Mike Bowers, director, and Tamala Marley, workforce specialist, shared updates on their activities over the past year and where Darke County is heading with its current economic climate. Bowers also announced special awards, including naming Family Health as the Business of the Year for 2021.
“This goes to a well-deserved organization that has done phenomenal things and continues to do phenomenal things in the county in the healthcare field,” said Bowers. “I think they have positively affected every community in the county.”
Accepting the award were Jean Young and Jared Pollick. Young, the retired director of Family Health, shared the history of Family Health and what it has done over the past 49 years. The organization began caring for migrant farm workers, but it was quickly realized there were 3,000 residents without a physician and kept the facility open year round. Today, Family Health has 30,000 patients that walk through the doors 120,000 times each year. The organization has grown to include a pharmacy, pediatrics, women’s healthcare, vision and dental programs, laboratory, Women and Infant Children (WIC) program and radiology. Young said she is very proud of their addiction medicine and needle exchange programs.
Pollick, current director, shared that Family Health is the seventh largest health center in the state and competes with Cleveland and Columbus. Because of their size, Family Health was able to attract and will soon add a psychiatrist to its stable of programs.
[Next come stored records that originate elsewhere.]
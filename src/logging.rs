//! Structured JSON-lines logging for experiment sessions.
//!
//! Design goals:
//! 1. Levels from TRACE to FATAL, filtered by LOG_LEVEL
//! 2. Domain categories for filtering (session, phase, draw, drift, ...)
//! 3. One run directory per process with events and trace streams
//! 4. Enough per-draw detail to audit a session against its seed

use chrono::Utc;
use serde::{Deserialize, Serialize};
use serde_json::{json, Map, Value};
use std::fs::{create_dir_all, File};
use std::io::{BufWriter, Write};
use std::path::PathBuf;
use std::process;
use std::sync::atomic::{AtomicU64, Ordering};
use std::sync::{Mutex, OnceLock};

// =============================================================================
// Log Levels
// =============================================================================

#[derive(Debug, Clone, Copy, PartialEq, Eq, PartialOrd, Ord, Serialize, Deserialize)]
#[serde(rename_all = "lowercase")]
pub enum Level {
    Trace = 0,
    Debug = 1,
    Info = 2,
    Warn = 3,
    Error = 4,
    Fatal = 5,
}

impl Level {
    pub fn from_env() -> Self {
        match std::env::var("LOG_LEVEL").as_deref() {
            Ok("trace") => Level::Trace,
            Ok("debug") => Level::Debug,
            Ok("info") => Level::Info,
            Ok("warn") => Level::Warn,
            Ok("error") => Level::Error,
            Ok("fatal") => Level::Fatal,
            _ => Level::Info,
        }
    }

    pub fn as_str(&self) -> &'static str {
        match self {
            Level::Trace => "trace",
            Level::Debug => "debug",
            Level::Info => "info",
            Level::Warn => "warn",
            Level::Error => "error",
            Level::Fatal => "fatal",
        }
    }
}

// =============================================================================
// Log Domains
// =============================================================================

#[derive(Debug, Clone, Copy, PartialEq, Eq, Hash, Serialize, Deserialize)]
#[serde(rename_all = "snake_case")]
pub enum Domain {
    Session, // Creation, phase order, archive
    Phase,   // Phase start/complete
    Draw,    // Ball draws and rewards
    Drift,   // Probability adjustments
    Persist, // Local CSV / archive writes
    Remote,  // Secondary sink delivery
    System,  // Startup, shutdown, config
}

impl Domain {
    pub fn as_str(&self) -> &'static str {
        match self {
            Domain::Session => "session",
            Domain::Phase => "phase",
            Domain::Draw => "draw",
            Domain::Drift => "drift",
            Domain::Persist => "persist",
            Domain::Remote => "remote",
            Domain::System => "system",
        }
    }

    pub fn is_enabled(&self) -> bool {
        // LOG_DOMAINS: comma-separated list or "all"
        match std::env::var("LOG_DOMAINS").as_deref() {
            Ok("all") | Err(_) => true,
            Ok(domains) => domains.split(',').any(|d| d.trim() == self.as_str()),
        }
    }
}

// =============================================================================
// Run context
// =============================================================================

static LOG_SEQ: AtomicU64 = AtomicU64::new(0);
static RUN_CONTEXT: OnceLock<RunContext> = OnceLock::new();

fn next_seq() -> u64 {
    LOG_SEQ.fetch_add(1, Ordering::SeqCst)
}

#[derive(Debug)]
struct RunContext {
    run_id: String,
    events: Option<Mutex<BufWriter<File>>>,
    trace: Option<Mutex<BufWriter<File>>>,
}

fn ensure_run_context() -> &'static RunContext {
    RUN_CONTEXT.get_or_init(|| {
        let run_id = std::env::var("RUN_ID")
            .unwrap_or_else(|_| format!("r-{}-{}", ts_epoch_ms(), process::id()));
        let base = std::env::var("LOG_DIR").unwrap_or_else(|_| "out/runs".to_string());
        let mut run_dir = PathBuf::from(base);
        run_dir.push(&run_id);
        if let Err(err) = create_dir_all(&run_dir) {
            eprintln!("[log] failed to create run dir: {}", err);
        }

        let _ = std::fs::write(
            run_dir.join("manifest.json"),
            json!({
                "run_id": run_id,
                "ts": ts_now(),
                "pid": process::id(),
                "log_dir": run_dir.to_string_lossy(),
            })
            .to_string(),
        );

        // A missing stream only loses file output; stderr echo still works.
        let open = |name: &str| match File::create(run_dir.join(name)) {
            Ok(f) => Some(Mutex::new(BufWriter::new(f))),
            Err(err) => {
                eprintln!("[log] failed to create {}: {}", name, err);
                None
            }
        };

        RunContext {
            events: open("events.jsonl"),
            trace: open("trace.jsonl"),
            run_id,
        }
    })
}

fn write_line(writer: &Option<Mutex<BufWriter<File>>>, line: &str) {
    if let Some(Ok(mut w)) = writer.as_ref().map(|m| m.lock()) {
        let _ = writeln!(w, "{}", line);
        let _ = w.flush();
    }
}

fn echo_enabled(level: Level) -> bool {
    if level >= Level::Warn {
        return true;
    }
    matches!(
        std::env::var("LOG_ECHO").as_deref(),
        Ok("1") | Ok("true") | Ok("yes")
    )
}

// =============================================================================
// Core logging functions
// =============================================================================

/// RFC3339 timestamp with milliseconds
pub fn ts_now() -> String {
    Utc::now().to_rfc3339_opts(chrono::SecondsFormat::Millis, true)
}

/// Epoch milliseconds
pub fn ts_epoch_ms() -> u64 {
    Utc::now().timestamp_millis() as u64
}

/// Emit a structured log entry
pub fn log(level: Level, domain: Domain, event: &str, fields: Map<String, Value>) {
    let min_level = Level::from_env();
    if level < min_level || !domain.is_enabled() {
        return;
    }
    emit_record(level, domain.as_str(), event, fields);
}

fn emit_record(level: Level, component: &str, event: &str, mut fields: Map<String, Value>) {
    let ctx = ensure_run_context();

    let mut entry = Map::new();
    entry.insert("ts".to_string(), json!(ts_now()));
    entry.insert("run_id".to_string(), json!(ctx.run_id.clone()));
    entry.insert("seq".to_string(), json!(next_seq()));
    entry.insert("lvl".to_string(), json!(level.as_str().to_uppercase()));
    entry.insert("component".to_string(), json!(component));
    entry.insert("event".to_string(), json!(event));
    // participant and phase sit at top level for grep-ability
    for key in ["participant_id", "phase", "msg"] {
        if let Some(value) = fields.remove(key) {
            entry.insert(key.to_string(), value);
        }
    }
    entry.insert("data".to_string(), Value::Object(fields));

    let line = Value::Object(entry).to_string();
    match level {
        Level::Trace | Level::Debug => write_line(&ctx.trace, &line),
        _ => write_line(&ctx.events, &line),
    }
    if echo_enabled(level) {
        eprintln!("{}", line);
    }
}

// =============================================================================
// Domain-Specific Logging Helpers
// =============================================================================

pub fn log_session_created(participant_id: &str, seed: u64, phase_order: &[u8]) {
    log(
        Level::Info,
        Domain::Session,
        "session_created",
        obj(&[
            ("participant_id", v_str(participant_id)),
            ("seed", json!(seed.to_string())),
            ("phase_order", json!(phase_order)),
        ]),
    );
}

pub fn log_phase_start(participant_id: &str, phase: u8, phase_seed: u64, p_safe: f64, p_uncertain: f64) {
    log(
        Level::Info,
        Domain::Phase,
        "phase_start",
        obj(&[
            ("participant_id", v_str(participant_id)),
            ("phase", json!(phase)),
            ("phase_seed", json!(phase_seed.to_string())),
            ("init_p_safe", v_num(p_safe)),
            ("init_p_uncertain", v_num(p_uncertain)),
        ]),
    );
}

pub fn log_phase_complete(participant_id: &str, phase: u8, cumulative_earnings: i64) {
    log(
        Level::Info,
        Domain::Phase,
        "phase_complete",
        obj(&[
            ("participant_id", v_str(participant_id)),
            ("phase", json!(phase)),
            ("cumulative_earnings", json!(cumulative_earnings)),
        ]),
    );
}

pub fn log_draw(
    participant_id: &str,
    phase: u8,
    round: u32,
    box_chosen: &str,
    outcome: &str,
    reward: i64,
    cumulative_earnings: i64,
) {
    log(
        Level::Debug,
        Domain::Draw,
        "draw",
        obj(&[
            ("participant_id", v_str(participant_id)),
            ("phase", json!(phase)),
            ("round", json!(round)),
            ("box", v_str(box_chosen)),
            ("outcome", v_str(outcome)),
            ("reward", json!(reward)),
            ("cumulative_earnings", json!(cumulative_earnings)),
        ]),
    );
}

pub fn log_adjustment(phase: u8, box_chosen: &str, before: (f64, f64), after: (f64, f64)) {
    log(
        Level::Trace,
        Domain::Drift,
        "adjust",
        obj(&[
            ("phase", json!(phase)),
            ("box", v_str(box_chosen)),
            ("p_safe_before", v_num(before.0)),
            ("p_uncertain_before", v_num(before.1)),
            ("p_safe", v_num(after.0)),
            ("p_uncertain", v_num(after.1)),
        ]),
    );
}

pub fn log_persist(target: &str, path: &str, rows: usize) {
    log(
        Level::Info,
        Domain::Persist,
        "rows_written",
        obj(&[
            ("target", v_str(target)),
            ("path", v_str(path)),
            ("rows", json!(rows)),
        ]),
    );
}

pub fn log_persist_rejected(target: &str, reason: &str) {
    log(
        Level::Error,
        Domain::Persist,
        "save_rejected",
        obj(&[("target", v_str(target)), ("reason", v_str(reason))]),
    );
}

pub fn log_remote_failure(sheet: &str, rows: usize, error: &str) {
    log(
        Level::Warn,
        Domain::Remote,
        "append_failed",
        obj(&[
            ("sheet", v_str(sheet)),
            ("rows", json!(rows)),
            ("error", v_str(error)),
        ]),
    );
}

pub fn log_remote_delivered(sheet: &str, rows: usize) {
    log(
        Level::Debug,
        Domain::Remote,
        "append_ok",
        obj(&[("sheet", v_str(sheet)), ("rows", json!(rows))]),
    );
}

pub fn log_session_summary(participant_id: &str, rounds: usize, cumulative_earnings: i64, digest: &str) {
    log(
        Level::Info,
        Domain::Session,
        "session_summary",
        obj(&[
            ("participant_id", v_str(participant_id)),
            ("rounds", json!(rounds)),
            ("cumulative_earnings", json!(cumulative_earnings)),
            ("digest", v_str(digest)),
        ]),
    );
}

// =============================================================================
// Utility Functions
// =============================================================================

pub fn obj(pairs: &[(&str, Value)]) -> Map<String, Value> {
    let mut map = Map::new();
    for (k, v) in pairs {
        map.insert((*k).to_string(), v.clone());
    }
    map
}

pub fn v_str(s: &str) -> Value {
    Value::String(s.to_string())
}

pub fn v_num(n: f64) -> Value {
    json!(n)
}

// =============================================================================
// Tests
// =============================================================================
Very soon they will begin a rural county medicine program that will allow family medicine residents to train in the community.
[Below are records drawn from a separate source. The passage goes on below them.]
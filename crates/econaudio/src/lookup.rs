use crate::prelude::*;
use async_trait::async_trait;
use econaudio_core::lookup::{
    parse_search_editions, EditionLookup, LookupError, LookupKey, RemoteEdition,
};
use std::time::Duration;

/// Edition index served over HTTP, one JSON document per year
#[derive(Debug, Clone)]
pub struct HttpLookup {
    client: reqwest::Client,
    index_url: String,
}

impl HttpLookup {
    pub fn new(client: reqwest::Client, index_url: impl Into<String>) -> Self {
        Self {
            client,
            index_url: index_url.into(),
        }
    }

    /// Build a lookup from the global CLI configuration
    pub fn from_global(global: &crate::Global) -> Result<Self> {
        let client = reqwest::Client::builder()
            .timeout(Duration::from_secs(global.timeout))
            .user_agent(concat!("econaudio/", env!("CARGO_PKG_VERSION")))
            .build()
            .context("Failed to build HTTP client")?;

        Ok(Self::new(client, global.index_url.clone()))
    }

    pub fn index_url(&self) -> &str {
        &self.index_url
    }
}

#[async_trait]
impl EditionLookup for HttpLookup {
    async fn fetch_year_list(&self, key: &LookupKey) -> Result<Vec<RemoteEdition>, LookupError> {
        let url = key.endpoint(&self.index_url);
        tracing::debug!(%url, year = key.year, "fetching edition index");

        let response = self
            .client
            .get(&url)
            .send()
            .await
            .map_err(|e| LookupError::Transport {
                url: url.clone(),
                message: e.to_string(),
            })?;

        if !response.status().is_success() {
            return Err(LookupError::Status {
                url,
                status: response.status().as_u16(),
            });
        }

        let body = response.text().await.map_err(|e| LookupError::Transport {
            url: url.clone(),
            message: e.to_string(),
        })?;

        parse_search_editions(&body)
    }
}
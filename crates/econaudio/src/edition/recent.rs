use crate::prelude::{eprintln, println, *};
use chrono::{Datelike, Utc};
use econaudio_core::edition::recent_editions;

use super::{format_edition_text, format_json, EditionRecord};
use crate::lookup::HttpLookup;

#[derive(Debug, clap::Args, serde::Serialize, serde::Deserialize, Clone)]
pub struct RecentOptions {
    /// Number of recent editions to show
    #[arg(short = 'n', long, env = "ECONAUDIO_RECENT", default_value = "1")]
    pub count: usize,

    /// Output as JSON
    #[arg(long)]
    pub json: bool,
}

pub async fn run(options: RecentOptions, global: crate::Global) -> Result<()> {
    let year = Utc::now().year();
    if global.verbose {
        eprintln!(
            "Fetching the {} most recent edition(s) from the {} index...",
            options.count, year
        );
    }

    let lookup = HttpLookup::from_global(&global)?;
    let records = recent_editions_data(year, options.count, &lookup).await?;

    if options.json {
        println!("{}", format_json(&records)?);
    } else {
        for record in &records {
            print!("{}", format_edition_text(record));
        }
    }

    Ok(())
}

/// Fetches the newest `count` editions listed for `year`, newest first
pub async fn recent_editions_data<L>(
    year: i32,
    count: usize,
    lookup: &L,
) -> Result<Vec<EditionRecord>>
where
    L: econaudio_core::lookup::EditionLookup + ?Sized,
{
    if count == 0 {
        return Err(eyre!("--count must be at least 1"));
    }

    let records = recent_editions(year, count, lookup)
        .await
        .map_err(Error::from)?;

    if records.is_empty() {
        return Err(Error::NoEditions(format!("the {year} index")).into());
    }

    Ok(records)
}
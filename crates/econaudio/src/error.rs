#[derive(thiserror::Error, Debug)]
pub enum Error {
    #[error("Invalid date '{0}': expected YYYY-MM-DD")]
    InvalidDate(String),

    #[error("Invalid year {0}: outside the supported calendar range")]
    InvalidYear(i32),

    #[error("No editions found for {0}")]
    NoEditions(String),

    #[error("Edition lookup failed: {0}")]
    Lookup(#[from] econaudio_core::lookup::LookupError),
}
In addition to Family Health, Bowers recognized Dennis Baker, Young and Jim Atchley for their service to the Darke County Community Improvement Corporation (CIC).
Marley gave an update on her activities that are expected to build a workforce from current residents. DCED recently held a Summer Manufacturing Camp for 20 seventh and eighth graders from six Darke County schools. The participants had the opportunity to grow skills that employers say are needed, including communication, problem solving and team work.
The workforce development specialist also shared that nine local students were recently presented with the 20 Under 20 Award. These students worked, co-oped or interned at local businesses in a variety of fields, including healthcare, diesel technology, electrical supply, construction, HVAC, IT and early childhood education.
Upcoming programs for workforce development is Manufacturing Day for local high schoolers on Oct. 1 and Junior Job Shadowing in November.
Bowers said his office wants to make sure that Darke County has a workforce going forward and is working in several areas to ensure this happens. “We are fortunate in this county to have a great work ethic,” he said. However, his office is working with several communities to make sure there is housing available for the workforce. Versailles and Arcanum are currently working on subdivisions and Greenville and Ansonia are also moving forward in that area. While new housing is important, Bowers emphasized that taking care of what you already have is important. He is currently working with the Darke County Commission to develop a Land Bank to clean up some of the properties that have been left in disrepair.
Darke County is also working towards better rural internet access. According to Bowers, COVID forced schools to use laptops, iPads and chrome books. Without reliable internet access, those tools lose their usefulness.